* **DATA UNDER STUDY**

//! Hybrid RSA/AES-CTR envelope encryption and PKCS#1 v1.5 sign/verify
//! (spec §4.5).
//!
//! For messages that fit in a single RSA-OAEP block, `encrypt` is a direct
//! OAEP encryption. Larger messages fall back to a hybrid scheme: a fresh
//! AES-256 key and 16-byte counter are generated, prepended to the
//! plaintext, and the first `R - 42` bytes of that combined buffer are
//! RSA-OAEP encrypted; the remainder is AES-256-CTR encrypted under the
//! embedded key, with the embedded bytes serving as the initial counter.

use aes::Aes256;
use ctr::cipher::{KeyIvInit, StreamCipher};
use rand::{CryptoRng, RngCore};
use rsa::traits::PublicKeyParts;
use rsa::{Oaep, Pkcs1v15Sign, RsaPrivateKey, RsaPublicKey};
use sha1::Sha1;
use sha2::{Digest, Sha512};

use crate::error::CryptoError;

type Aes256Ctr = ctr::Ctr128BE<Aes256>;

/// RSA-OAEP (with SHA-1, giving the 42-byte PKCS#1 v2 overhead the spec
/// assumes) padding overhead in bytes.
const OAEP_OVERHEAD: usize = 42;
const AES_KEY_SIZE: usize = 32;
const AES_NONCE_SIZE: usize = 16;
const SHA512_SIZE: usize = 64;

fn oaep() -> Oaep {
    Oaep::new::<Sha1>()
}

/// Encrypts `plaintext` for `pubkey`. See module docs for the hybrid
/// scheme; round-trips with [`decrypt`] for any plaintext length
/// (spec invariant 1).
pub fn encrypt<R: RngCore + CryptoRng>(
    rng: &mut R,
    plaintext: &[u8],
    pubkey: &RsaPublicKey,
) -> Result<Vec<u8>, CryptoError> {
    let rsa_size = pubkey.size();
    let max_rsa = rsa_size.saturating_sub(OAEP_OVERHEAD);

    if plaintext.len() <= max_rsa {
        return pubkey
            .encrypt(rng, oaep(), plaintext)
            .map_err(|_| CryptoError::EncryptFailure);
    }

    let mut key = [0u8; AES_KEY_SIZE];
    let mut nonce = [0u8; AES_NONCE_SIZE];
    rng.fill_bytes(&mut key);
    rng.fill_bytes(&mut nonce);

    let mut message = Vec::with_capacity(AES_KEY_SIZE + AES_NONCE_SIZE + plaintext.len());
    message.extend_from_slice(&key);
    message.extend_from_slice(&nonce);
    message.extend_from_slice(plaintext);

    let (rsa_chunk, aes_chunk) = message.split_at(max_rsa);

    let mut result = pubkey
        .encrypt(rng, oaep(), rsa_chunk)
        .map_err(|_| CryptoError::EncryptFailure)?;

    let mut cipher = Aes256Ctr::new((&key).into(), (&nonce).into());
    let mut tail = aes_chunk.to_vec();
    cipher.apply_keystream(&mut tail);
    result.extend_from_slice(&tail);
    Ok(result)
}

/// Decrypts `ciphertext` with `privkey`. Any RSA failure or length
/// inconsistency collapses to [`CryptoError::DecryptFailure`] without
/// revealing which step failed.
pub fn decrypt(ciphertext: &[u8], privkey: &RsaPrivateKey) -> Result<Vec<u8>, CryptoError> {
    let rsa_size = privkey.size();
    if ciphertext.len() < rsa_size {
        return Err(CryptoError::DecryptFailure);
    }
    let (rsa_part, aes_part) = ciphertext.split_at(rsa_size);

    let rsa_plain = privkey
        .decrypt(oaep(), rsa_part)
        .map_err(|_| CryptoError::DecryptFailure)?;

    if aes_part.is_empty() {
        return Ok(rsa_plain);
    }

    if rsa_plain.len() < AES_KEY_SIZE + AES_NONCE_SIZE {
        return Err(CryptoError::DecryptFailure);
    }
    let key = &rsa_plain[..AES_KEY_SIZE];
    let nonce = &rsa_plain[AES_KEY_SIZE..AES_KEY_SIZE + AES_NONCE_SIZE];
    let rsa_plaintext_tail = &rsa_plain[AES_KEY_SIZE + AES_NONCE_SIZE..];

    let mut cipher = Aes256Ctr::new(key.into(), nonce.into());
    let mut aes_plain = aes_part.to_vec();
    cipher.apply_keystream(&mut aes_plain);

    let mut out = Vec::with_capacity(rsa_plaintext_tail.len() + aes_plain.len());
    out.extend_from_slice(rsa_plaintext_tail);
    out.extend_from_slice(&aes_plain);
    Ok(out)
}

/// Hashes `message` with SHA-512, truncated to `min(rsa_size - 42, 64)`
/// bytes, the digest actually signed/verified (spec §4.5).
fn sign_hash(message: &[u8], rsa_size: usize) -> Vec<u8> {
    let hsize = (rsa_size.saturating_sub(OAEP_OVERHEAD)).min(SHA512_SIZE);
    let mut hasher = Sha512::new();
    hasher.update(message);
    let digest = hasher.finalize();
    digest[..hsize].to_vec()
}

/// Signs `message` via RSA-PKCS#1 v1.5 over the (possibly truncated)
/// SHA-512 hash described in [`sign_hash`].
pub fn sign(message: &[u8], privkey: &RsaPrivateKey) -> Result<Vec<u8>, CryptoError> {
    let hash = sign_hash(message, privkey.size());
    privkey
        .sign(Pkcs1v15Sign::new_unprefixed(), &hash)
        .map_err(|_| CryptoError::SignFailure)
}

/// Verifies `signature` over `message` against `pubkey`.
pub fn verify(message: &[u8], signature: &[u8], pubkey: &RsaPublicKey) -> bool {
    let hash = sign_hash(message, pubkey.size());
    pubkey
        .verify(Pkcs1v15Sign::new_unprefixed(), &hash, signature)
        .is_ok()
}

/// One candidate keyset to try in [`decrypt_verify`]: an opaque identifier
/// plus the key material available for it. `pubkey` is `None` if we have
/// not yet recorded the contact's public key for this keyset.
pub struct DecryptVerifyCandidate<'a, Id> {
    pub id: Id,
    pub pubkey: Option<&'a RsaPublicKey>,
    pub privkey: &'a RsaPrivateKey,
}

/// Outcome of a successful [`decrypt_verify`] call.
pub struct DecryptVerifyResult<Id> {
    pub id: Id,
    pub plaintext: Vec<u8>,
    /// `true` if a signature was present and verified against this
    /// keyset's contact public key; `false` means "decrypted but
    /// unverified" (spec §4.5: no signature, matched by trial decryption).
    pub verified: bool,
}

/// Trial-decrypts `ciphertext` (with `signature`, if any) against each
/// candidate keyset in turn, returning the first match. Mirrors
/// `decrypt_verify` in the original source: if a signature is present,
/// only keysets whose public key verifies it are tried for decryption;
/// if absent, every keyset is tried and the first successful decryption
/// wins, marked unverified. All failures are silent — the caller simply
/// gets `None` and drops the packet (spec §7).
pub fn decrypt_verify<Id>(
    ciphertext: &[u8],
    signed_body: &[u8],
    signature: Option<&[u8]>,
    candidates: impl Iterator<Item = DecryptVerifyCandidate<'_, Id>>,
) -> Option<DecryptVerifyResult<Id>> {
    for candidate in candidates {
        let verified = match (signature, candidate.pubkey) {
            (Some(sig), Some(pubkey)) => {
                if !verify(signed_body, sig, pubkey) {
                    continue;
                }
                true
            }
            (Some(_), None) => continue,
            (None, _) => false,
        };
        if let Ok(plaintext) = decrypt(ciphertext, candidate.privkey) {
            return Some(DecryptVerifyResult {
                id: candidate.id,
                plaintext,
                verified,
            });
        }
    }
    None
}

#[cfg(test)]
mod tests {
    use super::*;
    use rand::rngs::StdRng;
    use rand::SeedableRng;

    fn test_key(bits: usize, seed: u64) -> (RsaPrivateKey, RsaPublicKey) {
        let mut rng = StdRng::seed_from_u64(seed);
        let priv_key = RsaPrivateKey::new(&mut rng, bits).unwrap();
        let pub_key = RsaPublicKey::from(&priv_key);
        (priv_key, pub_key)
    }

    #[test]
    fn small_plaintext_round_trips() {
        let (priv_key, pub_key) = test_key(1024, 1);
        let mut rng = StdRng::seed_from_u64(2);
        let plaintext = b"hello allnet";
        let ct = encrypt(&mut rng, plaintext, &pub_key).unwrap();
        assert_eq!(ct.len(), pub_key.size());
        let pt = decrypt(&ct, &priv_key).unwrap();
        assert_eq!(pt, plaintext);
    }

    #[test]
    fn large_plaintext_round_trips() {
        let (priv_key, pub_key) = test_key(1024, 3);
        let mut rng = StdRng::seed_from_u64(4);
        let plaintext = vec![0x5au8; 500];
        let ct = encrypt(&mut rng, &plaintext, &pub_key).unwrap();
        let pt = decrypt(&ct, &priv_key).unwrap();
        assert_eq!(pt, plaintext);
    }

    #[test]
    fn sign_and_verify_round_trip() {
        let (priv_key, pub_key) = test_key(1024, 5);
        let message = b"allnet trace reply";
        let sig = sign(message, &priv_key).unwrap();
        assert!(verify(message, &sig, &pub_key));
        assert!(!verify(b"tampered", &sig, &pub_key));
    }

    #[test]
    fn decrypt_verify_finds_signed_match() {
        let (priv_a, pub_a) = test_key(1024, 6);
        let (priv_b, _pub_b) = test_key(1024, 7);
        let mut rng = StdRng::seed_from_u64(8);
        let message = b"payload for a";
        let sig = sign(message, &priv_a).unwrap();
        let ct = encrypt(&mut rng, message, &pub_a).unwrap();

        let candidates = vec![
            DecryptVerifyCandidate {
                id: "b",
                pubkey: None,
                privkey: &priv_b,
            },
            DecryptVerifyCandidate {
                id: "a",
                pubkey: Some(&pub_a),
                privkey: &priv_a,
            },
        ];
        let result = decrypt_verify(&ct, message, Some(&sig), candidates.into_iter()).unwrap();
        assert_eq!(result.id, "a");
        assert!(result.verified);
        assert_eq!(result.plaintext, message);
    }

    #[test]
    fn decrypt_verify_unsigned_is_unverified() {
        let (priv_a, pub_a) = test_key(1024, 9);
        let mut rng = StdRng::seed_from_u64(10);
        let message = b"unsigned payload";
        let ct = encrypt(&mut rng, message, &pub_a).unwrap();

        let candidates = vec![DecryptVerifyCandidate {
            id: "a",
            pubkey: Some(&pub_a),
            privkey: &priv_a,
        }];
        let result = decrypt_verify(&ct, message, None, candidates.into_iter()).unwrap();
        assert!(!result.verified);
        assert_eq!(result.plaintext, message);
    }

    #[test]
    fn decrypt_verify_no_match_returns_none() {
        let (_priv_a, pub_a) = test_key(1024, 11);
        let (priv_b, _pub_b) = test_key(1024, 12);
        let mut rng = StdRng::seed_from_u64(13);
        let message = b"for nobody in the list";
        let ct = encrypt(&mut rng, message, &pub_a).unwrap();

        let candidates = vec![DecryptVerifyCandidate {
            id: "b",
            pubkey: None,
            privkey: &priv_b,
        }];
        assert!(decrypt_verify(&ct, message, None, candidates.into_iter()).is_none());
    }
}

* **WORK INSTRUCTIONS**
Beginning with the first line of the entries, repeat each line exactly until you have reproduced the one containing "let mut tail = aes_chunk.to_vec();", and add nothing further.

* **SOLUTION TO THE EXERCISE**
//! Hybrid RSA/AES-CTR envelope encryption and PKCS#1 v1.5 sign/verify
//! (spec §4.5).
//!
//! For messages that fit in a single RSA-OAEP block, `encrypt` is a direct
//! OAEP encryption. Larger messages fall back to a hybrid scheme: a fresh
//! AES-256 key and 16-byte counter are generated, prepended to the
//! plaintext, and the first `R - 42` bytes of that combined buffer are
//! RSA-OAEP encrypted; the remainder is AES-256-CTR encrypted under the
//! embedded key, with the embedded bytes serving as the initial counter.

use aes::Aes256;
use ctr::cipher::{KeyIvInit, StreamCipher};
use rand::{CryptoRng, RngCore};
use rsa::traits::PublicKeyParts;
use rsa::{Oaep, Pkcs1v15Sign, RsaPrivateKey, RsaPublicKey};
use sha1::Sha1;
use sha2::{Digest, Sha512};

use crate::error::CryptoError;

type Aes256Ctr = ctr::Ctr128BE<Aes256>;

/// RSA-OAEP (with SHA-1, giving the 42-byte PKCS#1 v2 overhead the spec
/// assumes) padding overhead in bytes.
const OAEP_OVERHEAD: usize = 42;
const AES_KEY_SIZE: usize = 32;
const AES_NONCE_SIZE: usize = 16;
const SHA512_SIZE: usize = 64;

fn oaep() -> Oaep {
    Oaep::new::<Sha1>()
}

/// Encrypts `plaintext` for `pubkey`. See module docs for the hybrid
/// scheme; round-trips with [`decrypt`] for any plaintext length
/// (spec invariant 1).
pub fn encrypt<R: RngCore + CryptoRng>(
    rng: &mut R,
    plaintext: &[u8],
    pubkey: &RsaPublicKey,
) -> Result<Vec<u8>, CryptoError> {
    let rsa_size = pubkey.size();
    let max_rsa = rsa_size.saturating_sub(OAEP_OVERHEAD);

    if plaintext.len() <= max_rsa {
        return pubkey
            .encrypt(rng, oaep(), plaintext)
            .map_err(|_| CryptoError::EncryptFailure);
    }

    let mut key = [0u8; AES_KEY_SIZE];
    let mut nonce = [0u8; AES_NONCE_SIZE];
    rng.fill_bytes(&mut key);
    rng.fill_bytes(&mut nonce);

    let mut message = Vec::with_capacity(AES_KEY_SIZE + AES_NONCE_SIZE + plaintext.len());
    message.extend_from_slice(&key);
    message.extend_from_slice(&nonce);
    message.extend_from_slice(plaintext);

    let (rsa_chunk, aes_chunk) = message.split_at(max_rsa);

    let mut result = pubkey
        .encrypt(rng, oaep(), rsa_chunk)
        .map_err(|_| CryptoError::EncryptFailure)?;

    let mut cipher = Aes256Ctr::new((&key).into(), (&nonce).into());
    let mut tail = aes_chunk.to_vec();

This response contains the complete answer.